Tudor’s Black Bay line has become the foundational building block for the modern brand. The Black Bay 54 “Lagoon Blue” brings the summer vibes in the form of a 37mm dive watch. Let’s take a look.
Tudor was once a more affordable entry point into the Rolex stable, sharing many parts, including cases, crowns, and bracelets, while utilizing third-party movements to keep prices down. The formula was reasonably effective for decades. When the brand released the original Black Bay in 2012, it marked a shift to a new design language (riffing off the old with a mix of 1950s, ’60s, and ’70s styling traits) that became a hit. Tudor has recently put quite a lot of energy into its tool-oriented Pelagos line, to be sure, but it’s the Black Bay collection that is Tudor’s bread and butter.
The Tudor Black Bay 54 “Lagoon Blue”
Today, we’re looking at the latest release in that line — the Tudor Black Bay 54 “Lagoon Blue.” The specifications haven’t changed since the original Black Bay 54’s debut in 2023. We still have that wonderful 37mm case with a slender 11.2mm thickness and a wearable 46mm lug-to-lug. The case’s flanks are polished, leading into polished bevels and brushed surfaces on the lugs, a pattern any owner of a steel Black Bay would know well. The watch also has a screw-down crown and a 200m water resistance rating.

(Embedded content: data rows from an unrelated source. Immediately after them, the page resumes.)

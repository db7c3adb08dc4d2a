//! # Core Engine Module
//!
//! Shared configuration used by the scene graph, the render-group builder
//! and the frame driver.

pub mod config;

pub use config::{
    ApplicationConfig, Config, ConfigError, EngineConfig, MaterialOrder, NodeCountPolicy,
    RenderGroupConfig, SceneGraphConfig,
};
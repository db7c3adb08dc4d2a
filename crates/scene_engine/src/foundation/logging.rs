//! Logging utilities

pub use log::{debug, error, info, trace, warn};

/// Initialize the logging system from `RUST_LOG`.
///
/// Safe to call more than once; later calls are ignored.
pub fn init() {
    let _ = env_logger::Builder::from_default_env().try_init();
}

/// Initialize logging with a default level filter such as `"info"` or
/// `"debug"`. `RUST_LOG` still overrides per-module filters.
pub fn init_with_level(level: &str) {
    let filter = level.parse().unwrap_or(log::LevelFilter::Info);
    let _ = env_logger::Builder::new()
        .filter_level(filter)
        .parse_default_env()
        .try_init();
}
//! Materials and the material registry
//!
//! Scene nodes never own materials. They hold a [`MaterialId`] issued by a
//! [`MaterialRegistry`], and batching compares those ids for identity: two
//! materials with identical contents are still two different materials.

use std::collections::HashMap;

use slotmap::SlotMap;

slotmap::new_key_type! {
    /// Identity of a registered material
    pub struct MaterialId;
}

/// Result type for material operations
pub type MaterialResult<T> = Result<T, MaterialError>;

/// Errors raised by the material registry
#[derive(Debug, thiserror::Error)]
pub enum MaterialError {
    /// The material declares no uniforms at all
    #[error("Material has no uniforms, cannot bind '{0}'")]
    NoUniforms(String),

    /// The material has no uniform with this name
    #[error("Uniform not found: {0}")]
    UnknownUniform(String),

    /// Nothing registered under this name or id
    #[error("Material not found: {0}")]
    NotFound(String),

    /// Name already taken
    #[error("Duplicate name: {0}")]
    DuplicateName(String),
}

/// Identity of a compiled shader stage
#[derive(Debug, Clone, Copy, PartialEq, Eq, PartialOrd, Ord, Hash)]
pub struct ShaderId(pub u32);

/// The pair of shaders a material renders with.
///
/// Ordering is lexicographic on `(vertex, fragment)`.
#[derive(Debug, Clone, Copy, PartialEq, Eq, PartialOrd, Ord, Hash)]
pub struct ShaderSet {
    /// Vertex stage
    pub vertex: ShaderId,
    /// Fragment stage
    pub fragment: ShaderId,
}

impl ShaderSet {
    /// Create a shader set
    pub const fn new(vertex: ShaderId, fragment: ShaderId) -> Self {
        Self { vertex, fragment }
    }
}

/// Data type of a uniform
#[derive(Debug, Clone, Copy, PartialEq, Eq)]
pub enum UniformKind {
    /// Single float
    Float,
    /// Two floats
    Vec2,
    /// Three floats
    Vec3,
    /// Four floats
    Vec4,
    /// Column-major 4x4 matrix
    Mat4,
    /// Signed integer
    Int,
    /// Texture sampler slot
    Sampler2D,
}

/// Description of one uniform a material exposes
#[derive(Debug, Clone, PartialEq, Eq)]
pub struct UniformDesc {
    /// Name as used in shader source
    pub name: String,
    /// Data type
    pub kind: UniformKind,
}

impl UniformDesc {
    /// Create a uniform description
    pub fn new(name: impl Into<String>, kind: UniformKind) -> Self {
        Self {
            name: name.into(),
            kind,
        }
    }
}

/// A uniform plus the bytes currently bound to it
#[derive(Debug, Clone, PartialEq)]
pub struct UniformBinding {
    /// What the uniform is
    pub desc: UniformDesc,
    /// Owned copy of the bound data, if any
    pub data: Option<Vec<u8>>,
}

/// Template for materials sharing a shader set and uniform layout
#[derive(Debug, Clone, PartialEq)]
pub struct MaterialPrototype {
    /// Shaders used by every material built from this prototype
    pub shader_set: ShaderSet,
    /// Uniform layout
    pub uniforms: Vec<UniformDesc>,
}

impl MaterialPrototype {
    /// Create a prototype
    pub fn new(shader_set: ShaderSet, uniforms: Vec<UniformDesc>) -> Self {
        Self {
            shader_set,
            uniforms,
        }
    }
}

/// A material: a shader set and its uniform bindings
#[derive(Debug, Clone, PartialEq)]
pub struct Material {
    /// Optional name for debugging
    pub name: Option<String>,
    shader_set: ShaderSet,
    bindings: Vec<UniformBinding>,
}

impl Material {
    /// Create a material with unbound uniforms
    pub fn new(shader_set: ShaderSet, uniforms: Vec<UniformDesc>) -> Self {
        Self {
            name: None,
            shader_set,
            bindings: uniforms
                .into_iter()
                .map(|desc| UniformBinding { desc, data: None })
                .collect(),
        }
    }

    /// Build a material from a prototype.
    ///
    /// Overrides whose name already exists in the prototype keep the
    /// prototype's description; the others are appended after it.
    pub fn from_prototype(prototype: &MaterialPrototype, overrides: &[UniformDesc]) -> Self {
        let mut uniforms = prototype.uniforms.clone();
        for extra in overrides {
            if !prototype.uniforms.iter().any(|u| u.name == extra.name) {
                uniforms.push(extra.clone());
            }
        }
        Self::new(prototype.shader_set, uniforms)
    }

    /// Set the material name for debugging
    #[must_use]
    pub fn with_name(mut self, name: impl Into<String>) -> Self {
        self.name = Some(name.into());
        self
    }

    /// Shaders this material renders with
    pub fn shader_set(&self) -> ShaderSet {
        self.shader_set
    }

    /// All uniforms with their bound data
    pub fn bindings(&self) -> &[UniformBinding] {
        &self.bindings
    }

    /// Position of a uniform in the binding list
    pub fn uniform_index(&self, name: &str) -> Option<usize> {
        self.bindings.iter().position(|b| b.desc.name == name)
    }

    /// Whether the material declares this uniform
    pub fn has_uniform(&self, name: &str) -> bool {
        self.uniform_index(name).is_some()
    }

    /// Copy `data` into the binding for `name`, replacing earlier data
    pub fn add_binding(&mut self, name: &str, data: &[u8]) -> MaterialResult<()> {
        if self.bindings.is_empty() {
            log::debug!("Material has no uniforms, cannot add binding '{}'", name);
            return Err(MaterialError::NoUniforms(name.to_string()));
        }

        let index = self.uniform_index(name).ok_or_else(|| {
            log::debug!("Uniform not found: {}, cannot add binding", name);
            MaterialError::UnknownUniform(name.to_string())
        })?;

        log::trace!("Binding {} to index {} ({} bytes)", name, index, data.len());
        self.bindings[index].data = Some(data.to_vec());
        Ok(())
    }

    /// Bytes currently bound to `name`
    pub fn binding_data(&self, name: &str) -> Option<&[u8]> {
        self.bindings
            .iter()
            .find(|b| b.desc.name == name)
            .and_then(|b| b.data.as_deref())
    }
}

/// Read-only view of materials needed to order render-group buckets
pub trait MaterialCatalog {
    /// Shader set of a material, `None` if unknown
    fn shader_set(&self, material: MaterialId) -> Option<ShaderSet>;
}

/// Owner of every material and prototype
#[derive(Debug, Default)]
pub struct MaterialRegistry {
    materials: SlotMap<MaterialId, Material>,
    names: HashMap<String, MaterialId>,
    prototypes: HashMap<String, MaterialPrototype>,
}

impl MaterialRegistry {
    /// Create an empty registry
    pub fn new() -> Self {
        Self::default()
    }

    /// Register a material under a unique name
    pub fn add_material(
        &mut self,
        name: impl Into<String>,
        material: Material,
    ) -> MaterialResult<MaterialId> {
        let name = name.into();
        if self.names.contains_key(&name) {
            return Err(MaterialError::DuplicateName(name));
        }

        let id = self.materials.insert(material);
        log::debug!("Registered material '{}' as {:?}", name, id);
        self.names.insert(name, id);
        Ok(id)
    }

    /// Register a material built from a named prototype
    pub fn create_from_prototype(
        &mut self,
        name: impl Into<String>,
        prototype_name: &str,
        overrides: &[UniformDesc],
    ) -> MaterialResult<MaterialId> {
        let name = name.into();
        let material = Material::from_prototype(self.prototype(prototype_name)?, overrides)
            .with_name(name.clone());
        self.add_material(name, material)
    }

    /// Look up a material by id
    pub fn get(&self, id: MaterialId) -> Option<&Material> {
        self.materials.get(id)
    }

    /// Mutable access to a material, e.g. to update bindings
    pub fn get_mut(&mut self, id: MaterialId) -> Option<&mut Material> {
        self.materials.get_mut(id)
    }

    /// Look up a material id by name
    pub fn find(&self, name: &str) -> MaterialResult<MaterialId> {
        self.names.get(name).copied().ok_or_else(|| {
            log::warn!("Failed to find material: {}", name);
            MaterialError::NotFound(name.to_string())
        })
    }

    /// Register a named prototype
    pub fn add_prototype(
        &mut self,
        name: impl Into<String>,
        prototype: MaterialPrototype,
    ) -> MaterialResult<()> {
        let name = name.into();
        if self.prototypes.contains_key(&name) {
            return Err(MaterialError::DuplicateName(name));
        }
        self.prototypes.insert(name, prototype);
        Ok(())
    }

    /// Look up a prototype by name
    pub fn prototype(&self, name: &str) -> MaterialResult<&MaterialPrototype> {
        self.prototypes.get(name).ok_or_else(|| {
            log::warn!("Failed to find prototype: {}", name);
            MaterialError::NotFound(name.to_string())
        })
    }

    /// Number of registered materials
    pub fn material_count(&self) -> usize {
        self.materials.len()
    }
}

impl MaterialCatalog for MaterialRegistry {
    fn shader_set(&self, material: MaterialId) -> Option<ShaderSet> {
        self.materials.get(material).map(Material::shader_set)
    }
}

The bezel sees an update for this model. Rather than an anodized aluminum insert, this bezel contains a mirror-polished steel insert with a contrasting matte-finished 60-minute scale for legibility.
Oh, but that dial!
The dial is a bright blue color reminiscent of the Tiffany blue associated with a certain Patek (and, though unofficially, a Rolex Oyster Perpetual). The texture of the dial is described as “sand-like,” and I’m looking forward to seeing it in the metal because, for once, the renders seem to reveal something rather enchanting. It’s usually quite hard to gather a true sense of a watch from renders, but that dial texture certainly looks inviting!
There’s the usual solid application of luminescent material on the hour markers, which are a fresh, stark white with steel surrounds. Tudor also executed the minute track and dial text in dark. The Black Bay 54 “Lagoon Blue” comes on Tudor’s five-row bracelet with the handy T-fit micro-adjustment system. Inside the case beats the MT5400 caliber. This Kenissi-manufactured movement is a certified chronometer with further tolerances brought in by Tudor (-2/+4 seconds per day). It has 27 jewels and a 70-hour power reserve.
Concluding thoughts
In some ways, the Black Bay 54 “Lagoon Blue” (€4,240 / US$4,350 / £3,590) reminds me of several other watches. Oris has done quite a lot of interesting work in the field of pastel-colored dials. Rolex, of course, has also released colored dials that have captured the public imagination. And, of course, the Fratello × Aquastar Deepstar II also comes to mind. I see this as another playful Tudor release that should truly pop in a shop window or perhaps on the wrist of someone outdoors. Best of all, it’s just fun. Is it for me? I’m not sure. I will have to see one in person. What do you think of this latest Tudor release, Fratelli? Let me know in the comments.